Segment Start: Exercise material
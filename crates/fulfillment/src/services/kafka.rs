//! Kafka-backed reward publisher.
//!
//! Maps the exchange/queue topology onto one topic named after the queue.
//! The record key is the idempotency key, so every redelivery of an order's
//! reward lands on the same partition. The exchange topology, message id and
//! content type travel as headers.

use std::sync::Arc;
use std::time::Duration;

use async_trait::async_trait;
use common::OrderId;
use domain::RewardEvent;
use rdkafka::config::ClientConfig;
use rdkafka::message::{Header, OwnedHeaders};
use rdkafka::producer::{FutureProducer, FutureRecord};
use tokio::sync::RwLock;

use super::publisher::{DEFAULT_RETAINED, EventPublisher, Recent, RewardMessage, topology};
use crate::error::{FulfillmentError, Result};

/// Publisher that waits for the full in-sync replica set to acknowledge.
#[derive(Clone)]
pub struct KafkaEventPublisher {
    producer: FutureProducer,
    delivery_timeout: Duration,
    published: Arc<RwLock<Recent<OrderId>>>,
}

impl KafkaEventPublisher {
    /// Creates an idempotent producer for `brokers`.
    pub fn new(brokers: &str, delivery_timeout: Duration) -> Result<Self> {
        let producer: FutureProducer = ClientConfig::new()
            .set("bootstrap.servers", brokers)
            .set("acks", "all")
            .set("enable.idempotence", "true")
            .set("message.timeout.ms", delivery_timeout.as_millis().to_string())
            .create()
            .map_err(|e| FulfillmentError::Publish(format!("failed to create producer: {e}")))?;

        tracing::info!(brokers, topic = topology::QUEUE, "Kafka reward publisher ready");
        Ok(Self {
            producer,
            delivery_timeout,
            published: Arc::new(RwLock::new(Recent::new(DEFAULT_RETAINED))),
        })
    }
}

#[async_trait]
impl EventPublisher for KafkaEventPublisher {
    #[tracing::instrument(
        skip(self, event),
        fields(order_id = %event.order_id, topic = topology::QUEUE)
    )]
    async fn publish(&self, event: &RewardEvent) -> Result<()> {
        let message = RewardMessage::new(event)?;
        let message_id = message.message_id.to_string();

        let headers = OwnedHeaders::new()
            .insert(Header {
                key: "message_id",
                value: Some(message_id.as_str()),
            })
            .insert(Header {
                key: "exchange",
                value: Some(message.exchange),
            })
            .insert(Header {
                key: "exchange_kind",
                value: Some(topology::EXCHANGE_KIND),
            })
            .insert(Header {
                key: "routing_key",
                value: Some(message.routing_key),
            })
            .insert(Header {
                key: "content_type",
                value: Some(message.content_type),
            });

        let record = FutureRecord::to(topology::QUEUE)
            .key(&message.idempotency_key)
            .payload(&message.body)
            .headers(headers)
            .timestamp(message.timestamp.timestamp_millis());

        let delivery = self
            .producer
            .send(record, self.delivery_timeout)
            .await
            .map_err(|(e, _)| FulfillmentError::Publish(format!("delivery failed: {e}")))?;

        tracing::debug!(
            %message_id,
            partition = delivery.partition,
            offset = delivery.offset,
            "reward message acknowledged"
        );
        self.published.write().await.push(event.order_id);
        Ok(())
    }

    async fn is_published(&self, order_id: OrderId) -> bool {
        self.published.read().await.iter().any(|id| *id == order_id)
    }
}
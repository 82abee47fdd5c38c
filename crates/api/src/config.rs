//! Application configuration loaded from environment variables.

use std::time::Duration;

use fulfillment::FulfillmentConfig;
use store::RetryPolicy;

/// Log line format.
#[derive(Debug, Clone, Copy, PartialEq, Eq, Default)]
pub enum LogFormat {
    #[default]
    Pretty,
    Json,
}

/// Server configuration with sensible defaults.
///
/// Reads from environment variables:
/// - `HOST`: bind address (default: `"0.0.0.0"`)
/// - `PORT`: listen port (default: `3000`)
/// - `RUST_LOG`: tracing filter directive (default: `"info"`)
/// - `LOG_FORMAT`: `json` for JSON log lines (default: pretty)
/// - `DATABASE_URL`: PostgreSQL for orders and inventory (default: in memory)
/// - `DATABASE_MAX_CONNECTIONS`: pool size (default: `5`)
/// - `STEP_TIMEOUT_MS`: deadline per remote step (default: `5000`)
/// - `RESERVE_MAX_RETRIES`: compare-and-swap retries (default: `3`)
/// - `RESERVE_RETRY_DELAY_MS`: first retry backoff (default: `10`)
/// - `KAFKA_BROKERS`: reward publisher brokers, `kafka` feature only
#[derive(Debug, Clone, PartialEq, Eq)]
pub struct Config {
    pub host: String,
    pub port: u16,
    pub log_level: String,
    pub log_format: LogFormat,
    pub database_url: Option<String>,
    pub database_max_connections: u32,
    pub step_timeout: Duration,
    pub reserve_max_retries: u32,
    pub reserve_retry_delay: Duration,
    pub kafka_brokers: Option<String>,
}

impl Config {
    /// Loads configuration from environment variables, falling back to defaults.
    pub fn from_env() -> Self {
        Self::from_lookup(|key| std::env::var(key).ok())
    }

    /// Loads configuration from `lookup`, falling back to defaults for
    /// missing or unparsable values.
    pub fn from_lookup(lookup: impl Fn(&str) -> Option<String>) -> Self {
        let defaults = Self::default();
        let parsed = |key: &str| lookup(key).and_then(|v| v.parse::<u64>().ok());

        Self {
            host: lookup("HOST").unwrap_or(defaults.host),
            port: lookup("PORT")
                .and_then(|p| p.parse().ok())
                .unwrap_or(defaults.port),
            log_level: lookup("RUST_LOG").unwrap_or(defaults.log_level),
            log_format: match lookup("LOG_FORMAT").as_deref() {
                Some(f) if f.eq_ignore_ascii_case("json") => LogFormat::Json,
                _ => LogFormat::Pretty,
            },
            database_url: lookup("DATABASE_URL").filter(|url| !url.is_empty()),
            database_max_connections: lookup("DATABASE_MAX_CONNECTIONS")
                .and_then(|v| v.parse().ok())
                .unwrap_or(defaults.database_max_connections),
            step_timeout: parsed("STEP_TIMEOUT_MS")
                .map(Duration::from_millis)
                .unwrap_or(defaults.step_timeout),
            reserve_max_retries: lookup("RESERVE_MAX_RETRIES")
                .and_then(|v| v.parse().ok())
                .unwrap_or(defaults.reserve_max_retries),
            reserve_retry_delay: parsed("RESERVE_RETRY_DELAY_MS")
                .map(Duration::from_millis)
                .unwrap_or(defaults.reserve_retry_delay),
            kafka_brokers: lookup("KAFKA_BROKERS").filter(|b| !b.is_empty()),
        }
    }

    /// Returns the `"host:port"` bind address string.
    pub fn addr(&self) -> String {
        format!("{}:{}", self.host, self.port)
    }

    pub fn fulfillment(&self) -> FulfillmentConfig {
        FulfillmentConfig {
            step_timeout: self.step_timeout,
            ..FulfillmentConfig::default()
        }
    }

    pub fn retry_policy(&self) -> RetryPolicy {
        RetryPolicy::with_retries(self.reserve_max_retries, self.reserve_retry_delay)
    }
}

impl Default for Config {
    fn default() -> Self {
        Self {
            host: "0.0.0.0".to_string(),
            port: 3000,
            log_level: "info".to_string(),
            log_format: LogFormat::Pretty,
            database_url: None,
            database_max_connections: 5,
            step_timeout: Duration::from_millis(5000),
            reserve_max_retries: 3,
            reserve_retry_delay: Duration::from_millis(10),
            kafka_brokers: None,
        }
    }
}

#[cfg(test)]
mod tests {
    use std::collections::HashMap;

    use super::*;

    fn from_pairs(pairs: &[(&str, &str)]) -> Config {
        let vars: HashMap<String, String> = pairs
            .iter()
            .map(|(k, v)| (k.to_string(), v.to_string()))
            .collect();
        Config::from_lookup(|key| vars.get(key).cloned())
    }

    #[test]
    fn test_default_values() {
        let config = Config::default();
        assert_eq!(config.host, "0.0.0.0");
        assert_eq!(config.port, 3000);
        assert_eq!(config.log_level, "info");
        assert_eq!(config.log_format, LogFormat::Pretty);
        assert_eq!(config.database_url, None);
        assert_eq!(config.step_timeout, Duration::from_secs(5));
    }

    #[test]
    fn test_empty_lookup_matches_defaults() {
        assert_eq!(from_pairs(&[]), Config::default());
    }

    #[test]
    fn test_lookup_overrides() {
        let config = from_pairs(&[
            ("PORT", "8080"),
            ("LOG_FORMAT", "JSON"),
            ("DATABASE_URL", "postgres://localhost/orders"),
            ("DATABASE_MAX_CONNECTIONS", "20"),
            ("STEP_TIMEOUT_MS", "250"),
            ("RESERVE_MAX_RETRIES", "7"),
            ("RESERVE_RETRY_DELAY_MS", "3"),
        ]);

        assert_eq!(config.port, 8080);
        assert_eq!(config.log_format, LogFormat::Json);
        assert_eq!(
            config.database_url.as_deref(),
            Some("postgres://localhost/orders")
        );
        assert_eq!(config.database_max_connections, 20);
        assert_eq!(config.fulfillment().step_timeout, Duration::from_millis(250));

        let retry = config.retry_policy();
        assert_eq!(retry.max_retries, 7);
        assert_eq!(retry.initial_delay, Duration::from_millis(3));
    }

    #[test]
    fn test_unparsable_values_fall_back() {
        let config = from_pairs(&[
            ("PORT", "http"),
            ("STEP_TIMEOUT_MS", "-1"),
            ("DATABASE_URL", ""),
        ]);
        assert_eq!(config.port, 3000);
        assert_eq!(config.step_timeout, Duration::from_secs(5));
        assert_eq!(config.database_url, None);
    }

    #[test]
    fn test_addr_formatting() {
        let config = Config {
            host: "127.0.0.1".to_string(),
            port: 8080,
            ..Config::default()
        };
        assert_eq!(config.addr(), "127.0.0.1:8080");
    }
}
Segment End: Exercise material
Task requirements:
Identify each line in the entries with the word "variables" and copy it.

Answer to this problem:
//! Application configuration loaded from environment variables.
/// Reads from environment variables:
    /// Loads configuration from environment variables, falling back to defaults.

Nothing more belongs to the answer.